1) Put homeschooling first, for your kids sake

When I began homeschooling, I thought that I would somehow just add homeschool to my  already busy life. It didn’t take long to realize that is impossible. There are only so many hours in the day! I came to the realization that in order to give my children a good education, it would have to be my first concern during “school hours.” I had to commit to the priority of educating my kids. I had to turn off the phone, avoid interruptions, and focus on my children—a very joyful occupation!

2) Consider patience as a wonderful virtue homeschooling teaches

As a new homeschooler, I was excited and wanted to tell everyone about my happy new discovery! People seemed to respond to the subject of homeschooling by commenting that they didn’t have the patience for it.  That puzzled me some, as I didn’t suggest that they homeschool, but just wanted to share my own enthusiasm.  A thought began to form in my head whenever I heard a response of “I don’t have patientce.”  When would I really learn patience, if not now?  If I am striving to have a happy family, it seems like a good idea to begin right now. Patience is a skill developed through practice and homeschooling—being with your children daily, gives you lots of practice.

3) Realize you are your child’s best teacher

It’s a good idea to abandon too-difficult learning tasks until the child is more ready, avoiding trying both of our patience!  Organization and preparation will really diffuse a lot of problems. Even with your best effort, sometimes you’ll have a difficult child.  In that case,  it really helps me to think: “If I feel annoyed— I, who love this child so much, who have his future and well being at heart— how would a school teacher feel? I have a vested interest, he is better off with me.”

4) Routine is incredibly helpful because everyone knows what to expect.

Get organized. We have an opening exercise that begins with a pledge, patriotic song, prayer, fun oral quizzing, and me reading aloud. It feels secure to my children to have school start with the same pattern every day. I don’t try to do every subject every day, nor do I think it is wise to break a child’s concentration by changing subjects every 30 minutes. That is not the way you and I enjoy learning. We would rather pursue our interests uninterrupted until our curiosity is satisfied. If you keep getting interrupted, you begin to wonder if it is worth starting anything interesting.

5) Set some ground rules

Some of ours are:

  • All work must be done before play.
  • Doing your best is required.
  • Sloppy work must be redone.
  • A cheerful, helpful, willing attitude is the most important thing you can bring to homeschool.
  • Don’t interrupt while Mom is working with another child. Go on to something else if you’re stuck and Mom is not available.

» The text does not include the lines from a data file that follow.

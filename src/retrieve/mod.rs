//! Content retrieval.
//!
//! Retrieval never returns success with empty content and never lets a
//! provider error escape as an exception: each strategy's outcome becomes an
//! explicit value, and multi-strategy domains aggregate every attempt's
//! reason for diagnosability.

mod transcript;

pub use transcript::{TranscriptRetriever, FALLBACK_STRATEGY, PRIMARY_STRATEGY};

use crate::providers::{PageOptions, ProfileDataProvider, ProfileParams, ScrapeProvider};
use tracing::debug;

/// Successfully retrieved content. The text is always non-empty once trimmed.
#[derive(Debug, Clone)]
pub struct Retrieved {
    text: String,
}

impl Retrieved {
    /// Wrap retrieved text, rejecting content that is empty after trimming.
    pub fn from_text(text: impl Into<String>) -> Option<Self> {
        let text = text.into();
        let trimmed = text.trim();
        if trimmed.is_empty() {
            None
        } else {
            Some(Self {
                text: trimmed.to_string(),
            })
        }
    }

    pub fn text(&self) -> &str {
        &self.text
    }

    pub fn into_text(self) -> String {
        self.text
    }
}

/// One failed retrieval strategy.
#[derive(Debug, Clone)]
pub struct StrategyFailure {
    pub strategy: &'static str,
    pub reason: String,
}

/// All strategies for a retrieval failed. Attempts are kept in the order
/// they were tried.
#[derive(Debug, Clone)]
pub struct RetrievalFailure {
    pub attempts: Vec<StrategyFailure>,
}

impl std::fmt::Display for RetrievalFailure {
    fn fmt(&self, f: &mut std::fmt::Formatter<'_>) -> std::fmt::Result {
        for (i, attempt) in self.attempts.iter().enumerate() {
            if i > 0 {
                writeln!(f)?;
            }
            write!(f, "{} failed: {}", attempt.strategy, attempt.reason)?;
        }
        Ok(())
    }
}

/// Fetch rendered page content for the website domain.
///
/// Single strategy: main-content-only markdown from the scrape provider.
/// Any provider error or an empty page is an immediate failure.
pub async fn fetch_website(
    scraper: &dyn ScrapeProvider,
    url: &str,
) -> Result<Retrieved, RetrievalFailure> {
    let fail = |reason: String| RetrievalFailure {
        attempts: vec![StrategyFailure {
            strategy: "scrape",
            reason,
        }],
    };

    debug!("Retrieving website content for {}", url);

    let text = scraper
        .fetch_page(url, &PageOptions::default())
        .await
        .map_err(|e| fail(e.to_string()))?;

    Retrieved::from_text(text).ok_or_else(|| fail("page content was empty".to_string()))
}

/// Failure of the profile fetch.
#[derive(Debug, Clone)]
pub enum ProfileFailure {
    /// The provider answered with a non-success HTTP status.
    HttpStatus { code: u16, body: String },
    /// The request itself failed, or the payload was unusable.
    Transport(String),
}

impl std::fmt::Display for ProfileFailure {
    fn fmt(&self, f: &mut std::fmt::Formatter<'_>) -> std::fmt::Result {
        match self {
            ProfileFailure::HttpStatus { code, body } => write!(f, "Error {}: {}", code, body),
            ProfileFailure::Transport(reason) => write!(f, "{}", reason),
        }
    }
}

/// Fetch profile/company data for the LinkedIn domain.
///
/// Single strategy, one GET: 200 with a non-blank body is success carrying
/// the raw payload; any other status is a failure carrying status and body.
pub async fn fetch_profile(
    provider: &dyn ProfileDataProvider,
    params: &ProfileParams,
) -> Result<Retrieved, ProfileFailure> {
    let response = provider
        .get(params)
        .await
        .map_err(|e| ProfileFailure::Transport(e.to_string()))?;

    if response.status != 200 {
        return Err(ProfileFailure::HttpStatus {
            code: response.status,
            body: response.body,
        });
    }

    Retrieved::from_text(response.body)
        .ok_or_else(|| ProfileFailure::Transport("profile response was empty".to_string()))
}
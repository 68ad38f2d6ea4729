//! Resource identifier resolution.
//!
//! Turns free-form caller input (URLs or natural-language queries) into
//! canonical resource ids for a content domain.

mod linkedin;
mod video;

pub use linkedin::{LinkedInKind, LinkedInTarget};
pub use video::{VideoId, VideoResolver};

use thiserror::Error;

/// How the caller specified a resource.
#[derive(Debug, Clone, PartialEq, Eq)]
pub enum ResourceLocator {
    /// A URL pointing directly at the resource.
    Url(String),
    /// A natural-language search query.
    SearchQuery(String),
}

impl ResourceLocator {
    /// Classify raw caller input. Anything that starts with `http` is a URL.
    pub fn classify(input: &str) -> Self {
        let trimmed = input.trim();
        if trimmed.starts_with("http") {
            ResourceLocator::Url(trimmed.to_string())
        } else {
            ResourceLocator::SearchQuery(trimmed.to_string())
        }
    }
}

/// Errors from resolving caller input into a canonical id.
#[derive(Error, Debug, Clone, PartialEq, Eq)]
pub enum ResolveError {
    #[error("could not extract an id from URL: {0}")]
    MalformedUrl(String),

    #[error("search returned no results for: {0}")]
    NoResults(String),

    #[error("unsupported link type '{0}' (expected 'company' or 'in')")]
    UnsupportedType(String),

    #[error("search failed: {0}")]
    SearchFailed(String),
}

#[cfg(test)]
mod tests {
    use super::*;

    #[test]
    fn test_classify() {
        assert_eq!(
            ResourceLocator::classify("https://youtu.be/dQw4w9WgXcQ"),
            ResourceLocator::Url("https://youtu.be/dQw4w9WgXcQ".to_string())
        );
        assert_eq!(
            ResourceLocator::classify("rust async tutorial"),
            ResourceLocator::SearchQuery("rust async tutorial".to_string())
        );
        assert_eq!(
            ResourceLocator::classify("  http://example.com  "),
            ResourceLocator::Url("http://example.com".to_string())
        );
    }
}
//! CLI module for Speida.

pub mod commands;
mod output;
pub mod preflight;

pub use output::Output;

use clap::{Parser, Subcommand};

/// Speida - Market Intelligence Tools
///
/// Analyze websites, YouTube videos, and LinkedIn profiles with LLMs.
/// The name "Speida" comes from the Norwegian word for "scout."
#[derive(Parser, Debug)]
#[command(name = "speida")]
#[command(version, about, long_about = None)]
pub struct Cli {
    /// Increase verbosity (-v for debug, -vv for trace)
    #[arg(short, long, action = clap::ArgAction::Count, global = true)]
    pub verbose: u8,

    /// Path to configuration file
    #[arg(short, long, global = true)]
    pub config: Option<String>,

    #[command(subcommand)]
    pub command: Commands,
}

#[derive(Subcommand, Debug)]
pub enum Commands {
    /// Analyze a website and answer a question about its content
    Website {
        /// Website URL
        url: String,

        /// Question about the website content
        question: String,

        /// Re-format the answer into structured markdown
        #[arg(short, long)]
        structured: bool,
    },

    /// Answer a question about a YouTube video's transcript
    Video {
        /// YouTube video URL or search query
        input: String,

        /// Question about the video transcript
        question: String,

        /// Re-format the answer into structured markdown
        #[arg(short, long)]
        structured: bool,
    },

    /// Fetch a LinkedIn profile or company page
    Linkedin {
        /// LinkedIn profile or company URL
        link: String,

        /// Re-format the payload into structured markdown
        #[arg(short, long)]
        structured: bool,
    },

    /// Re-format arbitrary text into structured markdown
    Structure {
        /// The text to structure (use '-' to read stdin)
        input: String,
    },

    /// Check system requirements and configuration
    Doctor,

    /// Start HTTP API server for integration with other systems
    Serve {
        /// Host to bind to
        #[arg(long, default_value = "127.0.0.1")]
        host: String,

        /// Port to bind to
        #[arg(short, long, default_value = "8000")]
        port: u16,
    },

    /// Start MCP server for AI assistant integration (Claude, etc.)
    Mcp,

    /// Manage configuration
    Config {
        #[command(subcommand)]
        action: ConfigAction,
    },
}

#[derive(Subcommand, Debug)]
pub enum ConfigAction {
    /// Show current configuration
    Show,

    /// Open configuration file in editor
    Edit,

    /// Show configuration file path
    Path,
}
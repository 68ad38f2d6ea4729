//! yt-dlp subprocess client.
//!
//! Serves two capabilities: caption track lookup (the fallback transcript
//! strategy) and resolving search queries to a first video hit. Both shell
//! out to yt-dlp's `--dump-json` mode.

use super::{CaptionIndex, CaptionSearchProvider, CaptionTrack, VideoHit, VideoSearchProvider};
use crate::error::{Result, SpeidaError};
use crate::resolve::VideoId;
use async_trait::async_trait;
use tracing::debug;

/// Caption and search provider backed by the yt-dlp binary.
pub struct YtDlpClient;

impl YtDlpClient {
    pub fn new() -> Self {
        Self
    }

    async fn dump_json(&self, extra_args: &[&str], target: &str) -> Result<String> {
        let mut args = vec!["--dump-json", "--no-download", "--no-warnings"];
        args.extend_from_slice(extra_args);
        args.push(target);

        let output = tokio::process::Command::new("yt-dlp")
            .args(&args)
            .output()
            .await
            .map_err(|e| {
                if e.kind() == std::io::ErrorKind::NotFound {
                    SpeidaError::ToolNotFound("yt-dlp".to_string())
                } else {
                    SpeidaError::ToolFailed(format!("Failed to run yt-dlp: {}", e))
                }
            })?;

        if !output.status.success() {
            let stderr = String::from_utf8_lossy(&output.stderr);
            return Err(SpeidaError::ToolFailed(format!(
                "yt-dlp exited with {}: {}",
                output.status,
                stderr.trim()
            )));
        }

        Ok(String::from_utf8_lossy(&output.stdout).into_owned())
    }
}

impl Default for YtDlpClient {
    fn default() -> Self {
        Self::new()
    }
}

/// Build a caption index from a yt-dlp subtitle map.
fn parse_caption_map(value: &serde_json::Value) -> CaptionIndex {
    let mut index = CaptionIndex::new();

    if let Some(map) = value.as_object() {
        for (lang, tracks) in map {
            let parsed: Vec<CaptionTrack> = tracks
                .as_array()
                .map(|arr| {
                    arr.iter()
                        .filter_map(|track| {
                            track["url"].as_str().map(|url| CaptionTrack {
                                url: url.to_string(),
                                ext: track["ext"].as_str().map(|s| s.to_string()),
                            })
                        })
                        .collect()
                })
                .unwrap_or_default();

            if !parsed.is_empty() {
                index.insert(lang.clone(), parsed);
            }
        }
    }

    index
}

#[async_trait]
impl CaptionSearchProvider for YtDlpClient {
    async fn fetch_by_video_id(&self, id: &VideoId) -> Result<CaptionIndex> {
        debug!("Looking up caption tracks for {} via yt-dlp", id);

        let stdout = self.dump_json(&[], &id.watch_url()).await?;
        let json: serde_json::Value = serde_json::from_str(stdout.trim()).map_err(|e| {
            SpeidaError::Captions(format!("Failed to parse yt-dlp output: {}", e))
        })?;

        // Manual subtitles first, automatic captions as a second chance.
        let mut index = parse_caption_map(&json["subtitles"]);
        if index.is_empty() {
            index = parse_caption_map(&json["automatic_captions"]);
        }

        Ok(index)
    }
}

#[async_trait]
impl VideoSearchProvider for YtDlpClient {
    async fn search_first(&self, query: &str) -> Result<Option<VideoHit>> {
        debug!("Searching videos for '{}' via yt-dlp", query);

        let target = format!("ytsearch1:{}", query);
        let stdout = self
            .dump_json(&["--flat-playlist", "--playlist-end", "1"], &target)
            .await?;

        let first_line = match stdout.lines().find(|line| !line.trim().is_empty()) {
            Some(line) => line,
            None => return Ok(None),
        };

        let json: serde_json::Value = serde_json::from_str(first_line).map_err(|e| {
            SpeidaError::VideoSearch(format!("Failed to parse yt-dlp output: {}", e))
        })?;

        let id = match json["id"].as_str() {
            Some(id) => id.to_string(),
            None => return Ok(None),
        };

        let title = json["title"].as_str().unwrap_or("Unknown Title").to_string();
        let url = json["url"]
            .as_str()
            .map(|s| s.to_string())
            .unwrap_or_else(|| format!("https://www.youtube.com/watch?v={}", id));

        Ok(Some(VideoHit { id, title, url }))
    }
}

#[cfg(test)]
mod tests {
    use super::*;
    use serde_json::json;

    #[test]
    fn test_parse_caption_map() {
        let value = json!({
            "en": [{"url": "https://example.com/en.vtt", "ext": "vtt"}],
            "de": [],
        });
        let index = parse_caption_map(&value);
        assert_eq!(index.len(), 1);
        assert_eq!(index["en"][0].url, "https://example.com/en.vtt");
        assert_eq!(index["en"][0].ext.as_deref(), Some("vtt"));
    }

    #[test]
    fn test_parse_caption_map_not_an_object() {
        assert!(parse_caption_map(&json!(null)).is_empty());
        assert!(parse_caption_map(&json!("nope")).is_empty());
    }
}
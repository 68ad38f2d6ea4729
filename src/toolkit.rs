//! Tool dispatch surface.
//!
//! One operation per content domain, each composing resolve -> retrieve ->
//! analyze. Every operation returns a plain string for every input: the
//! analysis text on success, or a marked error string. No error or panic
//! crosses this boundary, so transports above it need no fault handling.

use crate::analyze::Analyzer;
use crate::config::{Prompts, Settings};
use crate::error::Result;
use crate::llm::{LanguageModel, OpenAiChat};
use crate::providers::{
    CaptionSearchProvider, FirecrawlScraper, ProfileDataProvider, ProfileParams, ScrapeProvider,
    ScrapingDogClient, TimedTextClient, TranscriptProvider, VideoSearchProvider, YtDlpClient,
};
use crate::resolve::{LinkedInTarget, ResourceLocator, VideoResolver};
use crate::retrieve::{self, ProfileFailure, TranscriptRetriever};
use std::sync::Arc;
use tracing::{info, instrument};

/// Marker prefixing every tool-level error string.
pub const ERROR_MARKER: &str = "[!]";

/// The four caller-facing tools.
///
/// Stateless across calls: every invocation re-runs the full pipeline and
/// owns its session, retrieval results, and resolved ids alone.
pub struct Toolkit {
    scraper: Arc<dyn ScrapeProvider>,
    transcripts: Arc<dyn TranscriptProvider>,
    captions: Arc<dyn CaptionSearchProvider>,
    video_search: Arc<dyn VideoSearchProvider>,
    profiles: Arc<dyn ProfileDataProvider>,
    analyzer: Analyzer,
    resolver: VideoResolver,
    caption_language: String,
}

impl Toolkit {
    /// Build a toolkit with the real provider clients.
    pub fn new(settings: Settings) -> Result<Self> {
        let prompts = Prompts::load(
            settings.prompts.custom_dir.as_deref(),
            Some(&settings.prompts.variables),
        )?;

        let ytdlp = Arc::new(YtDlpClient::new());
        let llm: Arc<dyn LanguageModel> = Arc::new(OpenAiChat::new(&settings.llm)?);

        Ok(Self {
            scraper: Arc::new(FirecrawlScraper::new(&settings.scrape)?),
            transcripts: Arc::new(TimedTextClient::new(&settings.youtube.caption_language)?),
            captions: ytdlp.clone(),
            video_search: ytdlp,
            profiles: Arc::new(ScrapingDogClient::new(&settings.linkedin)),
            analyzer: Analyzer::new(llm, prompts),
            resolver: VideoResolver::new(),
            caption_language: settings.youtube.caption_language.clone(),
        })
    }

    /// Build a toolkit from explicit providers (substituted backends, test
    /// doubles).
    #[allow(clippy::too_many_arguments)]
    pub fn with_providers(
        scraper: Arc<dyn ScrapeProvider>,
        transcripts: Arc<dyn TranscriptProvider>,
        captions: Arc<dyn CaptionSearchProvider>,
        video_search: Arc<dyn VideoSearchProvider>,
        profiles: Arc<dyn ProfileDataProvider>,
        llm: Arc<dyn LanguageModel>,
        settings: &Settings,
    ) -> Self {
        Self {
            scraper,
            transcripts,
            captions,
            video_search,
            profiles,
            analyzer: Analyzer::new(llm, Prompts::default()),
            resolver: VideoResolver::new(),
            caption_language: settings.youtube.caption_language.clone(),
        }
    }

    fn fail(reason: impl std::fmt::Display) -> String {
        format!("{} {}", ERROR_MARKER, reason)
    }

    /// Scrape a website and answer a question about its content.
    #[instrument(skip(self, question))]
    pub async fn analyze_website(&self, url: &str, question: &str) -> String {
        let content = match retrieve::fetch_website(self.scraper.as_ref(), url).await {
            Ok(retrieved) => retrieved.into_text(),
            Err(failure) => return Self::fail(failure),
        };

        info!("Retrieved {} chars of page content", content.len());

        match self.analyzer.single_shot(&content, question).await {
            Ok(answer) => answer,
            Err(e) => Self::fail(e),
        }
    }

    /// Answer a question about a video's transcript. The input may be a
    /// video URL or a search query.
    #[instrument(skip(self, question))]
    pub async fn ask_video_question(&self, url_or_query: &str, question: &str) -> String {
        let locator = ResourceLocator::classify(url_or_query);

        let video_id = match self
            .resolver
            .resolve(&locator, self.video_search.as_ref())
            .await
        {
            Ok(id) => id,
            Err(e) => return Self::fail(e),
        };

        info!("Resolved video id {}", video_id);

        let retriever = TranscriptRetriever::new(
            self.transcripts.as_ref(),
            self.captions.as_ref(),
            &self.caption_language,
        );

        let transcript = match retriever.retrieve(&video_id).await {
            Ok(retrieved) => retrieved.into_text(),
            Err(failure) => {
                return Self::fail(format!(
                    "Failed to retrieve transcript via both methods:\n{}",
                    failure
                ))
            }
        };

        match self.analyzer.context_then_ask(&transcript, question).await {
            Ok(answer) => answer,
            Err(e) => Self::fail(e),
        }
    }

    /// Fetch a LinkedIn profile or company page and return the raw payload.
    #[instrument(skip(self))]
    pub async fn analyze_linkedin(&self, link: &str) -> String {
        let target = match LinkedInTarget::parse(link) {
            Ok(target) => target,
            Err(e) => return Self::fail(e),
        };

        info!("Fetching LinkedIn {} '{}'", target.kind, target.link_id);

        let params = ProfileParams::from(&target);
        match retrieve::fetch_profile(self.profiles.as_ref(), &params).await {
            Ok(retrieved) => retrieved.into_text(),
            // HTTP failures keep their own "Error <code>: <body>" shape.
            Err(failure @ ProfileFailure::HttpStatus { .. }) => failure.to_string(),
            Err(failure) => Self::fail(failure),
        }
    }

    /// Re-format arbitrary tool output into structured markdown.
    #[instrument(skip(self, input_data))]
    pub async fn structure_text(&self, input_data: &str) -> String {
        match self.analyzer.structure(input_data).await {
            Ok(structured) => structured,
            Err(e) => Self::fail(e),
        }
    }
}

#[cfg(test)]
mod tests {
    use super::*;
    use crate::error::SpeidaError;
    use crate::llm::Turn;
    use crate::providers::{
        CaptionFragment, CaptionIndex, PageOptions, ProfileResponse, VideoHit,
    };
    use crate::resolve::VideoId;
    use async_trait::async_trait;
    use std::sync::Mutex;

    struct StubScrape(Option<String>);

    #[async_trait]
    impl ScrapeProvider for StubScrape {
        async fn fetch_page(&self, _url: &str, _options: &PageOptions) -> crate::Result<String> {
            match &self.0 {
                Some(text) => Ok(text.clone()),
                None => Err(SpeidaError::Scrape("connection refused".to_string())),
            }
        }
    }

    struct StubTranscripts(Vec<&'static str>);

    #[async_trait]
    impl TranscriptProvider for StubTranscripts {
        async fn fetch_by_video_id(&self, _id: &VideoId) -> crate::Result<Vec<CaptionFragment>> {
            Ok(self
                .0
                .iter()
                .map(|t| CaptionFragment {
                    text: t.to_string(),
                })
                .collect())
        }
    }

    struct NoCaptions;

    #[async_trait]
    impl CaptionSearchProvider for NoCaptions {
        async fn fetch_by_video_id(&self, _id: &VideoId) -> crate::Result<CaptionIndex> {
            Ok(CaptionIndex::new())
        }
    }

    struct NoSearch;

    #[async_trait]
    impl VideoSearchProvider for NoSearch {
        async fn search_first(&self, _query: &str) -> crate::Result<Option<VideoHit>> {
            Ok(None)
        }
    }

    struct StubProfile(u16, &'static str);

    #[async_trait]
    impl ProfileDataProvider for StubProfile {
        async fn get(&self, _params: &ProfileParams) -> crate::Result<ProfileResponse> {
            Ok(ProfileResponse {
                status: self.0,
                body: self.1.to_string(),
            })
        }
    }

    /// Replays canned responses in order.
    struct SeqModel(Mutex<Vec<String>>);

    impl SeqModel {
        fn new(responses: &[&str]) -> Self {
            Self(Mutex::new(
                responses.iter().rev().map(|s| s.to_string()).collect(),
            ))
        }
    }

    #[async_trait]
    impl LanguageModel for SeqModel {
        async fn complete(&self, _turns: &[Turn]) -> crate::Result<String> {
            Ok(self
                .0
                .lock()
                .unwrap()
                .pop()
                .unwrap_or_else(|| "ok".to_string()))
        }
    }

    fn toolkit(
        scrape: StubScrape,
        transcripts: StubTranscripts,
        profile: StubProfile,
        model: SeqModel,
    ) -> Toolkit {
        Toolkit::with_providers(
            Arc::new(scrape),
            Arc::new(transcripts),
            Arc::new(NoCaptions),
            Arc::new(NoSearch),
            Arc::new(profile),
            Arc::new(model),
            &Settings::default(),
        )
    }

    fn default_toolkit(model: SeqModel) -> Toolkit {
        toolkit(
            StubScrape(Some("page".to_string())),
            StubTranscripts(vec!["hello world"]),
            StubProfile(200, "{}"),
            model,
        )
    }

    #[tokio::test]
    async fn test_ask_video_question_end_to_end() {
        let tk = toolkit(
            StubScrape(None),
            StubTranscripts(vec!["hello world"]),
            StubProfile(200, "{}"),
            SeqModel::new(&["noted", "It's about greetings."]),
        );

        let answer = tk
            .ask_video_question("https://youtu.be/dQw4w9WgXcQ", "What is this about?")
            .await;
        assert_eq!(answer, "It's about greetings.");
    }

    #[tokio::test]
    async fn test_ask_video_question_malformed_url() {
        let tk = default_toolkit(SeqModel::new(&[]));
        let answer = tk
            .ask_video_question("https://example.com/clip", "anything?")
            .await;
        assert!(answer.starts_with(ERROR_MARKER));
    }

    #[tokio::test]
    async fn test_ask_video_question_both_strategies_fail() {
        let tk = toolkit(
            StubScrape(None),
            StubTranscripts(vec![]),
            StubProfile(200, "{}"),
            SeqModel::new(&[]),
        );

        let answer = tk
            .ask_video_question("https://youtu.be/dQw4w9WgXcQ", "anything?")
            .await;
        assert!(answer.starts_with(ERROR_MARKER));
        assert!(answer.contains("both methods"));
        assert!(answer.contains("no transcript fragments"));
        assert!(answer.contains("no 'en' caption track"));
    }

    #[tokio::test]
    async fn test_analyze_website_success() {
        let tk = toolkit(
            StubScrape(Some("We sell anvils.".to_string())),
            StubTranscripts(vec![]),
            StubProfile(200, "{}"),
            SeqModel::new(&["Anvils."]),
        );

        let answer = tk.analyze_website("https://acme.test", "What is sold?").await;
        assert_eq!(answer, "Anvils.");
    }

    #[tokio::test]
    async fn test_analyze_website_scrape_failure_is_error_string() {
        let tk = toolkit(
            StubScrape(None),
            StubTranscripts(vec![]),
            StubProfile(200, "{}"),
            SeqModel::new(&[]),
        );

        let answer = tk.analyze_website("https://acme.test", "What is sold?").await;
        assert!(answer.starts_with(ERROR_MARKER));
        assert!(answer.contains("connection refused"));
    }

    #[tokio::test]
    async fn test_analyze_linkedin_http_error_shape() {
        let tk = toolkit(
            StubScrape(None),
            StubTranscripts(vec![]),
            StubProfile(404, "not found"),
            SeqModel::new(&[]),
        );

        let answer = tk
            .analyze_linkedin("https://linkedin.com/company/acme")
            .await;
        assert_eq!(answer, "Error 404: not found");
    }

    #[tokio::test]
    async fn test_analyze_linkedin_success_returns_payload() {
        let tk = toolkit(
            StubScrape(None),
            StubTranscripts(vec![]),
            StubProfile(200, r#"{"name":"Acme"}"#),
            SeqModel::new(&[]),
        );

        let answer = tk
            .analyze_linkedin("https://linkedin.com/company/acme")
            .await;
        assert_eq!(answer, r#"{"name":"Acme"}"#);
    }

    #[tokio::test]
    async fn test_analyze_linkedin_unsupported_type_is_error_string() {
        let tk = default_toolkit(SeqModel::new(&[]));
        let answer = tk.analyze_linkedin("https://linkedin.com/school/foo").await;
        assert!(answer.starts_with(ERROR_MARKER));
        assert!(answer.contains("school"));
    }

    #[tokio::test]
    async fn test_structure_text_passes_through_response() {
        let tk = default_toolkit(SeqModel::new(&["# Sections"]));
        let structured = tk.structure_text("raw tool output").await;
        assert_eq!(structured, "# Sections");
    }
}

6) Learning to obey is one of the most important lessons your child will learn in homeschool

Obedience is a hard lesson for all of us, and yet an undisciplined person is not as useful to anyone—not himself, others nor God. Learning to be the master of your own self (self-control) begins by learning to obey your parents. Homeschooling, unfortunately and fortunately, compels us to come to grips with the issue: who is in charge? God gave parents the responsibility to train their children, and part of that training is to be obedient to parents. I tend to be overly tender towards my children, as many mothers are, but children learn best when we are consistent in helping them mind us.  I do think you need to listen and make allowances. Sometimes children are truly tired and need a break or a change of program but repeated choruses of “I don’t want to do my schoolwork”  can undermine your efforts.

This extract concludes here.